Depending on when your A race is; will depend on how long you have to build a strong foundational base. Yes I know, I know, you’ve been racing for a number of years so your base is good and has carried over. While there is some truth in that, some fitness is lost depending on how long of an “off season” you’ve taken. But look at any professional athlete in the endurance realm, they all go through a ‘base’ period again. Call me old school, but let’s talk about why should you log all of those long easy miles.
Besides the obvious, being able to socialize and have fun with friends, there is a big scientific backing to ‘building an aerobic base.’ Here is the scientific backing which I will then explain in simple terms. It improves mitochondrial size and function (Case, 2018). The larger the mitochondrial size the more adenosine triphosphate (ATP), which is essentially chemical energy.
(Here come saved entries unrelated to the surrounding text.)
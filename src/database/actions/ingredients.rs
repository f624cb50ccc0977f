use std::collections::HashSet;

use sqlx::{Pool, Postgres};

use crate::{
    error::Error,
    form::IngredientForm,
    schema::{Ingredient, Uuid},
};

pub async fn create_ingredient(
    form: &IngredientForm,
    pool: &Pool<Postgres>,
) -> Result<Ingredient, Error> {
    form.validate()?;

    let ingredient: Ingredient = sqlx::query_as(
        "
        INSERT INTO ingredients (name, measurement_unit)
        VALUES ($1, $2)
        RETURNING *
    ",
    )
    .bind(&form.name)
    .bind(&form.measurement_unit)
    .fetch_one(pool)
    .await?;

    Ok(ingredient)
}

pub async fn get_ingredient(
    ingredient_id: Uuid,
    pool: &Pool<Postgres>,
) -> Result<Option<Ingredient>, Error> {
    let row: Option<Ingredient> = sqlx::query_as("SELECT * FROM ingredients WHERE id = $1")
        .bind(ingredient_id)
        .fetch_optional(pool)
        .await?;

    Ok(row)
}

/// Escapes LIKE metacharacters so the search string matches literally.
fn escape_like(pattern: &str) -> String {
    pattern
        .replace('\\', "\\\\")
        .replace('%', "\\%")
        .replace('_', "\\_")
}

/// Lists ingredients, optionally narrowed to a case-insensitive name prefix.
pub async fn list_ingredients(
    search: Option<String>,
    pool: &Pool<Postgres>,
) -> Result<Vec<Ingredient>, Error> {
    let rows: Vec<Ingredient> = match search {
        Some(name) => {
            sqlx::query_as(
                "SELECT * FROM ingredients WHERE name ILIKE $1 || '%' ORDER BY LOWER(name)",
            )
            .bind(escape_like(&name))
            .fetch_all(pool)
            .await?
        }
        None => {
            sqlx::query_as("SELECT * FROM ingredients ORDER BY LOWER(name)")
                .fetch_all(pool)
                .await?
        }
    };

    Ok(rows)
}

/// Returns the first id from `ids` that has no matching ingredient row.
pub async fn find_missing_ingredient(
    ids: &[Uuid],
    pool: &Pool<Postgres>,
) -> Result<Option<Uuid>, Error> {
    let rows: Vec<(Uuid,)> = sqlx::query_as("SELECT id FROM ingredients WHERE id = ANY($1)")
        .bind(ids.to_vec())
        .fetch_all(pool)
        .await?;

    let found: HashSet<Uuid> = rows.into_iter().map(|row| row.0).collect();

    Ok(ids.iter().find(|id| !found.contains(id)).copied())
}

#[cfg(test)]
mod tests {
    use super::*;

    #[test]
    fn like_metacharacters_are_escaped() {
        assert_eq!(escape_like("salt"), "salt");
        assert_eq!(escape_like("100%"), "100\\%");
        assert_eq!(escape_like("sea_salt"), "sea\\_salt");
        assert_eq!(escape_like("a\\b"), "a\\\\b");
    }
}
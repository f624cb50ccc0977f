use argon2::{
    password_hash::{rand_core::OsRng, PasswordHash, PasswordHasher, PasswordVerifier, SaltString},
    Argon2,
};

use crate::error::Error;

pub fn hash_password(password: &str) -> Result<String, Error> {
    let salt = SaltString::generate(&mut OsRng);
    let argon2 = Argon2::default();

    argon2
        .hash_password(password.as_bytes(), &salt)
        .map(|hash| hash.to_string())
        .map_err(|e| Error::internal(format!("Failed to hash password: {e}")))
}

pub fn verify_password(password: &str, password_hash: &str) -> Result<bool, Error> {
    let argon2 = Argon2::default();
    let parsed_hash = PasswordHash::new(password_hash)
        .map_err(|e| Error::internal(format!("Malformed password hash: {e}")))?;

    Ok(argon2
        .verify_password(password.as_bytes(), &parsed_hash)
        .is_ok())
}

#[cfg(test)]
mod tests {
    use super::*;

    #[test]
    fn hash_then_verify() {
        let hash = hash_password("hunter2").unwrap();
        assert!(verify_password("hunter2", &hash).unwrap());
        assert!(!verify_password("hunter3", &hash).unwrap());
    }
}
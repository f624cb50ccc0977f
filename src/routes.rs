use std::convert::Infallible;

use serde::Deserialize;
use serde_json::json;
use sqlx::{Pool, Postgres};
use warp::{http::StatusCode, reject::Rejection, reply::Reply, Filter};

use crate::{
    actions::{ingredients, recipes, subscriptions, tags, users},
    authentication::jwt::SessionData,
    authentication::middleware::{with_possible_session, with_session},
    authentication::permissions::{authorize, Policy},
    error::{handle_rejection, Error},
    form::{IngredientForm, LoginForm, ProfileForm, RecipeForm, RegisterForm, TagForm},
    pagination::PageContext,
    schema::{RecipeView, UserView, Uuid},
};

#[derive(Deserialize, Debug)]
struct PageQuery {
    #[serde(default)]
    offset: i64,
}

#[derive(Deserialize, Debug)]
struct RecipeQuery {
    #[serde(default)]
    offset: i64,
    author: Option<Uuid>,
    tag: Option<String>,
}

#[derive(Deserialize, Debug)]
struct NameQuery {
    name: Option<String>,
}

#[derive(Deserialize, Debug)]
struct SubscriptionQuery {
    #[serde(default)]
    offset: i64,
    recipes_limit: Option<i64>,
}

fn with_pool(
    pool: Pool<Postgres>,
) -> impl Filter<Extract = (Pool<Postgres>,), Error = Infallible> + Clone {
    warp::any().map(move || pool.clone())
}

fn json_body<T: serde::de::DeserializeOwned + Send>(
) -> impl Filter<Extract = (T,), Error = Rejection> + Clone {
    warp::body::content_length_limit(1024 * 1024 * 4).and(warp::body::json())
}

fn replace_rows<T, U>(page: PageContext<T>, rows: Vec<U>) -> PageContext<U> {
    PageContext {
        rows,
        total_rows: page.total_rows,
        next_offset: page.next_offset,
        prev_offset: page.prev_offset,
        page_list: page.page_list,
        message: page.message,
    }
}

// ---- users ----

async fn register_handler(
    form: RegisterForm,
    pool: Pool<Postgres>,
) -> Result<impl Reply, Rejection> {
    let user = users::register_user(&form, &pool).await?;
    let view = UserView::new(&user, false);

    Ok(warp::reply::with_status(
        warp::reply::json(&view),
        StatusCode::CREATED,
    ))
}

async fn list_users_handler(
    query: PageQuery,
    session: Option<SessionData>,
    pool: Pool<Postgres>,
) -> Result<impl Reply, Rejection> {
    let viewer = session.map(|s| s.user_id);
    let page = users::fetch_users(viewer, query.offset, &pool).await?;

    Ok(warp::reply::json(&page))
}

async fn current_user_handler(
    session: SessionData,
    pool: Pool<Postgres>,
) -> Result<impl Reply, Rejection> {
    let user = users::get_user_by_id(session.user_id, &pool)
        .await?
        .ok_or_else(|| Error::NotFound(String::from("No user exists with specified id")))?;
    let view = users::user_view(&user, Some(session.user_id), &pool).await?;

    Ok(warp::reply::json(&view))
}

async fn get_user_handler(
    user_id: Uuid,
    session: Option<SessionData>,
    pool: Pool<Postgres>,
) -> Result<impl Reply, Rejection> {
    let user = users::get_user_by_id(user_id, &pool)
        .await?
        .ok_or_else(|| Error::NotFound(String::from("No user exists with specified id")))?;
    let view = users::user_view(&user, session.map(|s| s.user_id), &pool).await?;

    Ok(warp::reply::json(&view))
}

async fn update_profile_handler(
    user_id: Uuid,
    session: SessionData,
    form: ProfileForm,
    pool: Pool<Postgres>,
) -> Result<impl Reply, Rejection> {
    authorize(Policy::SelfOrAdmin { user_id }, Some(&session), true)?;

    let user = users::update_profile(user_id, &form, &pool).await?;
    let view = users::user_view(&user, Some(session.user_id), &pool).await?;

    Ok(warp::reply::json(&view))
}

// ---- auth ----

async fn login_handler(form: LoginForm, pool: Pool<Postgres>) -> Result<impl Reply, Rejection> {
    let token = users::login_user(&form.email, &form.password, &pool).await?;

    Ok(token_reply(&token))
}

fn token_reply(token: &str) -> warp::reply::Json {
    warp::reply::json(&json!({ "auth_token": token }))
}

async fn logout_handler(_session: SessionData) -> Result<impl Reply, Rejection> {
    // Tokens are stateless; the client discards its copy.
    Ok(warp::reply::with_status(
        warp::reply::reply(),
        StatusCode::NO_CONTENT,
    ))
}

// ---- subscriptions ----

async fn list_subscriptions_handler(
    query: SubscriptionQuery,
    session: SessionData,
    pool: Pool<Postgres>,
) -> Result<impl Reply, Rejection> {
    let page = subscriptions::fetch_subscriptions(session.user_id, query.offset, &pool).await?;

    let mut views = Vec::with_capacity(page.rows.len());
    for user in page.rows.iter() {
        views
            .push(subscriptions::follow_user_view(user, true, query.recipes_limit, &pool).await?);
    }

    Ok(warp::reply::json(&replace_rows(page, views)))
}

async fn subscribe_handler(
    target_id: Uuid,
    session: SessionData,
    pool: Pool<Postgres>,
) -> Result<impl Reply, Rejection> {
    let target = subscriptions::subscribe(session.user_id, target_id, &pool).await?;
    let view = subscriptions::follow_user_view(&target, true, None, &pool).await?;

    Ok(warp::reply::with_status(
        warp::reply::json(&view),
        StatusCode::CREATED,
    ))
}

async fn unsubscribe_handler(
    target_id: Uuid,
    session: SessionData,
    pool: Pool<Postgres>,
) -> Result<impl Reply, Rejection> {
    subscriptions::unsubscribe(session.user_id, target_id, &pool).await?;

    Ok(warp::reply::with_status(
        warp::reply::reply(),
        StatusCode::NO_CONTENT,
    ))
}

// ---- tags ----

async fn create_tag_handler(
    session: SessionData,
    form: TagForm,
    pool: Pool<Postgres>,
) -> Result<impl Reply, Rejection> {
    authorize(Policy::AdminOnly, Some(&session), true)?;

    let tag = tags::create_tag(&form, &pool).await?;

    Ok(warp::reply::with_status(
        warp::reply::json(&tag),
        StatusCode::CREATED,
    ))
}

async fn list_tags_handler(pool: Pool<Postgres>) -> Result<impl Reply, Rejection> {
    let tags = tags::list_tags(&pool).await?;

    Ok(warp::reply::json(&tags))
}

async fn get_tag_handler(tag_id: Uuid, pool: Pool<Postgres>) -> Result<impl Reply, Rejection> {
    let tag = tags::get_tag(tag_id, &pool)
        .await?
        .ok_or_else(|| Error::NotFound(String::from("No tag exists with specified id")))?;

    Ok(warp::reply::json(&tag))
}

// ---- ingredients ----

async fn create_ingredient_handler(
    session: SessionData,
    form: IngredientForm,
    pool: Pool<Postgres>,
) -> Result<impl Reply, Rejection> {
    authorize(Policy::AdminOnly, Some(&session), true)?;

    let ingredient = ingredients::create_ingredient(&form, &pool).await?;

    Ok(warp::reply::with_status(
        warp::reply::json(&ingredient),
        StatusCode::CREATED,
    ))
}

async fn list_ingredients_handler(
    query: NameQuery,
    pool: Pool<Postgres>,
) -> Result<impl Reply, Rejection> {
    let ingredients = ingredients::list_ingredients(query.name, &pool).await?;

    Ok(warp::reply::json(&ingredients))
}

async fn get_ingredient_handler(
    ingredient_id: Uuid,
    pool: Pool<Postgres>,
) -> Result<impl Reply, Rejection> {
    let ingredient = ingredients::get_ingredient(ingredient_id, &pool)
        .await?
        .ok_or_else(|| Error::NotFound(String::from("No ingredient exists with specified id")))?;

    Ok(warp::reply::json(&ingredient))
}

// ---- recipes ----

async fn recipe_page_views(
    page: PageContext<crate::schema::Recipe>,
    viewer: Option<Uuid>,
    pool: &Pool<Postgres>,
) -> Result<PageContext<RecipeView>, Error> {
    let mut views = Vec::with_capacity(page.rows.len());
    for recipe in page.rows.iter() {
        views.push(recipes::recipe_view(recipe, viewer, pool).await?);
    }

    Ok(replace_rows(page, views))
}

async fn list_recipes_handler(
    query: RecipeQuery,
    session: Option<SessionData>,
    pool: Pool<Postgres>,
) -> Result<impl Reply, Rejection> {
    let viewer = session.map(|s| s.user_id);
    let page = recipes::fetch_recipes(query.author, query.tag, query.offset, &pool).await?;
    let page = recipe_page_views(page, viewer, &pool).await?;

    Ok(warp::reply::json(&page))
}

async fn create_recipe_handler(
    session: SessionData,
    form: RecipeForm,
    pool: Pool<Postgres>,
) -> Result<impl Reply, Rejection> {
    let recipe = recipes::create_recipe(session.user_id, &form, &pool).await?;
    let view = recipes::recipe_view(&recipe, Some(session.user_id), &pool).await?;

    Ok(warp::reply::with_status(
        warp::reply::json(&view),
        StatusCode::CREATED,
    ))
}

async fn get_recipe_handler(
    recipe_id: Uuid,
    session: Option<SessionData>,
    pool: Pool<Postgres>,
) -> Result<impl Reply, Rejection> {
    let recipe = recipes::get_recipe(recipe_id, &pool)
        .await?
        .ok_or_else(|| Error::NotFound(String::from("No recipe exists with specified id")))?;
    let view = recipes::recipe_view(&recipe, session.map(|s| s.user_id), &pool).await?;

    Ok(warp::reply::json(&view))
}

async fn update_recipe_handler(
    recipe_id: Uuid,
    session: SessionData,
    form: RecipeForm,
    pool: Pool<Postgres>,
) -> Result<impl Reply, Rejection> {
    let recipe = recipes::get_recipe_mut(recipe_id, &session, &pool).await?;
    let updated = recipes::update_recipe(&recipe, &form, &pool).await?;
    let view = recipes::recipe_view(&updated, Some(session.user_id), &pool).await?;

    Ok(warp::reply::json(&view))
}

async fn delete_recipe_handler(
    recipe_id: Uuid,
    session: SessionData,
    pool: Pool<Postgres>,
) -> Result<impl Reply, Rejection> {
    let recipe = recipes::get_recipe_mut(recipe_id, &session, &pool).await?;
    recipes::delete_recipe(recipe.id, &pool).await?;

    Ok(warp::reply::with_status(
        warp::reply::reply(),
        StatusCode::NO_CONTENT,
    ))
}

async fn favorite_handler(
    recipe_id: Uuid,
    session: SessionData,
    pool: Pool<Postgres>,
) -> Result<impl Reply, Rejection> {
    let short = recipes::add_to_favorites(recipe_id, session.user_id, &pool).await?;

    Ok(warp::reply::with_status(
        warp::reply::json(&short),
        StatusCode::CREATED,
    ))
}
pub mod ingredients;
pub mod recipes;
pub mod subscriptions;
pub mod tags;
pub mod users;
Cliffs notes: Improving the size of this structure in your cells will allow you to produce more energy and use it more efficiently, plus who doesn’t like a nice coffee ride!
I’ve always favored easy heavy bike miles during the off season (and during) and for a couple of key reasons. Running a lot rarely transfers over to you being a better cyclist but cycling more transfers over to being a stronger runner. The other big reason is it’s minimal impact on your body.
Now let’s talk about topic 2: Planning your season.
You should always look at the bigger picture and some athletes tend to struggle with this. While I (personally) only like to have one A race there is nothing wrong with having two as long they are spread out far enough. Once you’ve targeted those one or two A races you can then look at how much time you (and your coach) can dedicate to your base period. Then you can plug in B and C races which you can use to either sharpen you up and/or just dust off the triathlon logistics.
If you do have two A races, treat it like a whole different season. Let your body recover for a bit after your first A race and then guess what…..start another build with another, but shorter, base period.